> **TASK INSTRUCTIONS**
Of the material below, the lines to be retyped are those from the line containing "its full-mix stems." through the line containing "use crate::error::Result;", inclusive; reproduce them exactly.
[SUPPLIED MATERIAL — start]
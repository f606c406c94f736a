//! Unified error types for stemsplit
//!
//! Error strategy:
//! - Best-effort errors (decode, analysis, drum separation): logged, a safe
//!   default is substituted and the run continues
//! - Fatal errors (input missing, full-mix separation): abort the run
//! - Configuration errors: a malformed settings document falls back to
//!   defaults, a malformed filename template is surfaced immediately
//!
//! All errors include actionable suggestions where possible.

use std::path::PathBuf;
use thiserror::Error;

/// Supported audio formats for helpful error messages
pub const SUPPORTED_FORMATS: &str = "MP3, WAV, FLAC, AIFF, OGG";

/// Top-level error type for stemsplit operations
#[derive(Debug, Error)]
pub enum StemsplitError {
    // =========================================================================
    // Best-effort errors - substitute a default, continue the run
    // =========================================================================
    #[error("Failed to decode audio file '{path}': {reason}\n  Supported formats: {SUPPORTED_FORMATS}\n  Tip: If the file plays in other apps, it may be corrupted or use an unsupported codec")]
    DecodeError { path: PathBuf, reason: String },

    #[error("Analysis failed for '{path}': {reason}")]
    AnalysisError { path: PathBuf, reason: String },

    // =========================================================================
    // Fatal errors - abort the run
    // =========================================================================
    #[error("File not found: '{0}'\n  Tip: Check the path exists and is accessible")]
    FileNotFound(PathBuf),

    #[error("Could not launch {tool}: {reason}\n  Tip: Check that {tool} is installed and on your PATH (or set tools.demucs_bin in the config)")]
    ToolLaunch { tool: String, reason: String },

    #[error("{tool} exited with status {status}{}", format_stderr(.stderr))]
    ToolFailed {
        tool: String,
        status: String,
        stderr: String,
    },

    #[error("Expected output of {tool} not found at '{path}'\n  Tip: Check that the tool ran successfully and that the model name is correct")]
    OutputMissing { tool: String, path: PathBuf },

    #[error("Cannot write output to '{path}': {reason}\n  Tip: Check write permissions for the output directory")]
    OutputError { path: PathBuf, reason: String },

    // =========================================================================
    // Configuration errors
    // =========================================================================
    #[error("Invalid filename template '{template}': {reason}\n  Placeholders: {{key}}, {{camelot}}, {{bpm}}, {{name}}, {{stem}}; write {{{{ or }}}} for literal braces")]
    TemplateError { template: String, reason: String },

    #[error("Invalid configuration: {0}")]
    ConfigError(String),

    #[error("IO error: {0}")]
    Io(#[from] std::io::Error),
}

fn format_stderr(stderr: &str) -> String {
    let trimmed = stderr.trim();
    if trimmed.is_empty() {
        String::new()
    } else {
        format!("\n  Error output: {}", trimmed)
    }
}

/// Result type alias for stemsplit operations
pub type Result<T> = std::result::Result<T, StemsplitError>;

impl StemsplitError {
    /// Returns true if this error is recoverable (substitute a default, continue the run)
    pub fn is_recoverable(&self) -> bool {
        matches!(
            self,
            StemsplitError::DecodeError { .. } | StemsplitError::AnalysisError { .. }
        )
    }

    /// Returns true if this error ends the run with nothing usable produced
    pub fn is_fatal(&self) -> bool {
        matches!(
            self,
            StemsplitError::FileNotFound(_)
                | StemsplitError::ToolLaunch { .. }
                | StemsplitError::ToolFailed { .. }
                | StemsplitError::OutputMissing { .. }
                | StemsplitError::OutputError { .. }
        )
    }

    /// Create a decode error with context about the issue
    pub fn decode_error(path: impl Into<PathBuf>, reason: impl Into<String>) -> Self {
        StemsplitError::DecodeError {
            path: path.into(),
            reason: reason.into(),
        }
    }

    /// Create a template error for the given template text
    pub fn template_error(template: impl Into<String>, reason: impl Into<String>) -> Self {
        StemsplitError::TemplateError {
            template: template.into(),
            reason: reason.into(),
        }
    }

    /// Create an output error, checking for common issues
    pub fn output_error(path: impl Into<PathBuf>, err: std::io::Error) -> Self {
        let path = path.into();
        let reason = match err.kind() {
            std::io::ErrorKind::PermissionDenied => {
                format!("Permission denied. Check that you have write access to {}", path.display())
            }
            std::io::ErrorKind::NotFound => {
                format!("Directory does not exist: {}", path.parent().map(|p| p.display().to_string()).unwrap_or_default())
            }
            _ => err.to_string(),
        };
        StemsplitError::OutputError { path, reason }
    }
}
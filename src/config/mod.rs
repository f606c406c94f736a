//! Configuration and CLI handling

pub mod cli;
pub mod settings;

pub use cli::Cli;
pub use settings::{Overrides, Resolver, RunConfig, SettingsDocument};
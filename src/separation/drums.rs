//! Drum sub-separation (drumsep)
//!
//! drumsep is a demucs model run against the renamed drums stem. It writes
//! `{out}/49469ca8/{opaque}/{bombo,platillos,redoblante,toms}.wav`, where the
//! middle folder name is not under our control. Everything in this stage is
//! best-effort: failures are logged and the run keeps its full-mix stems.

use super::full_mix::copy_record;
use super::runner::{ToolInvocation, ToolRunner};
use super::workdir::WorkingArea;
use crate::error::Result;
use crate::naming::{stem_file_name, FilenameTemplate, OUTPUT_EXTENSION};
use crate::types::{StemRecord, TrackMetadata};
use std::path::{Path, PathBuf};
use tracing::{debug, info, warn};
use walkdir::WalkDir;

/// Folder name the drum model writes under the output directory
pub const DRUM_MODEL_ID: &str = "49469ca8";

/// Drum model part name → stem label
pub const DRUM_PARTS: [(&str, &str); 4] = [
    ("bombo", "Kick"),
    ("platillos", "Hats"),
    ("redoblante", "Snare-Clap"),
    ("toms", "Toms"),
];

/// Drum sub-separation backend
pub trait DrumSeparator: Send + Sync {
    /// Whether the model is installed
    fn is_available(&self) -> bool;

    /// Separate `drums_file`, writing under `output_dir`
    ///
    /// # Returns
    /// The model-id folder the tool writes into. It may be missing even on
    /// success; callers check.
    fn separate(&self, drums_file: &Path, output_dir: &Path) -> Result<PathBuf>;

    /// Backend name (for logging)
    fn name(&self) -> &'static str;
}

/// drumsep run through the demucs executable
pub struct DrumsepSeparator {
    runner: Box<dyn ToolRunner>,
    program: String,
    drumsep_dir: PathBuf,
}

impl DrumsepSeparator {
    pub fn new(runner: Box<dyn ToolRunner>, program: impl Into<String>, drumsep_dir: impl Into<PathBuf>) -> Self {
        Self {
            runner,
            program: program.into(),
            drumsep_dir: drumsep_dir.into(),
        }
    }

    fn model_repo(&self) -> PathBuf {
        self.drumsep_dir.join("model")
    }

    fn invocation(&self, drums_file: &Path, output_dir: &Path) -> ToolInvocation {
        ToolInvocation::new("drumsep", self.program.as_str())
            .arg("--repo")
            .arg(self.model_repo())
            .arg("-o")
            .arg(output_dir)
            .arg("-n")
            .arg(DRUM_MODEL_ID)
            .arg(drums_file)
    }
}

impl DrumSeparator for DrumsepSeparator {
    fn is_available(&self) -> bool {
        self.model_repo().is_dir()
    }

    fn separate(&self, drums_file: &Path, output_dir: &Path) -> Result<PathBuf> {
        self.runner.run(&self.invocation(drums_file, output_dir))?;
        Ok(output_dir.join(DRUM_MODEL_ID))
    }

    fn name(&self) -> &'static str {
        "drumsep"
    }
}

/// First immediate subdirectory of `dir` in file-name order
pub fn first_subfolder(dir: &Path) -> Option<PathBuf> {
    WalkDir::new(dir)
        .min_depth(1)
        .max_depth(1)
        .sort_by_file_name()
        .into_iter()
        .filter_map(|entry| entry.ok())
        .find(|entry| entry.file_type().is_dir())
        .map(|entry| entry.into_path())
}

/// Copy plan for the drum parts present in `parts_dir`
pub fn plan_part_copies(
    parts_dir: &Path,
    template: &FilenameTemplate,
    meta: &TrackMetadata,
    song_dir: &Path,
) -> Vec<StemRecord> {
    DRUM_PARTS
        .iter()
        .filter_map(|(part, label)| {
            let source_path = parts_dir.join(format!("{}.{}", part, OUTPUT_EXTENSION));
            if !source_path.is_file() {
                debug!("Drum part '{}' not produced, skipping", part);
                return None;
            }
            Some(StemRecord {
                stem_label: label.to_string(),
                source_path,
                dest_path: song_dir.join(stem_file_name(template, meta, label)),
            })
        })
        .collect()
}

/// Run the drum stage on `drums_file` and copy its parts into `song_dir`
///
/// Never fails: problems are logged and an empty or partial list returned.
/// The model-id folder is removed whenever it exists after the tool ran.
pub fn extract_drum_parts(
    separator: &dyn DrumSeparator,
    drums_file: &Path,
    template: &FilenameTemplate,
    meta: &TrackMetadata,
    song_dir: &Path,
) -> Vec<PathBuf> {
    info!("Separating drum parts with {}", separator.name());

    let invoked = separator.separate(drums_file, song_dir);
    let model_dir = match &invoked {
        Ok(dir) => dir.clone(),
        Err(_) => song_dir.join(DRUM_MODEL_ID),
    };

    let Some(area) = WorkingArea::adopt(&model_dir) else {
        match invoked {
            Ok(_) => warn!("Drum model output folder not found at {}", model_dir.display()),
            Err(e) => warn!("Drum separation failed: {}", e),
        }
        return Vec::new();
    };

    if let Err(e) = invoked {
        warn!("Drum separation failed: {}", e);
        close(area);
        return Vec::new();
    }

    let Some(parts_dir) = first_subfolder(area.path()) else {
        warn!("No output subfolder found in {}", area.path().display());
        close(area);
        return Vec::new();
    };

    let mut written = Vec::new();
    for record in plan_part_copies(&parts_dir, template, meta, song_dir) {
        match copy_record(&record) {
            Ok(path) => written.push(path),
            Err(e) => warn!("Failed to copy drum part {}: {}", record.stem_label, e),
        }
    }

    close(area);
    written
}

fn close(area: WorkingArea) {
    let path = area.path().to_path_buf();
    if let Err(e) = area.close() {
        warn!("Failed to remove {}: {}", path.display(), e);
    }
}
[SUPPLIED MATERIAL — finish]
> **WRITTEN SOLUTION**
//! best-effort: failures are logged and the run keeps its full-mix stems.

use super::full_mix::copy_record;
use super::runner::{ToolInvocation, ToolRunner};
use super::workdir::WorkingArea;
use crate::error::Result;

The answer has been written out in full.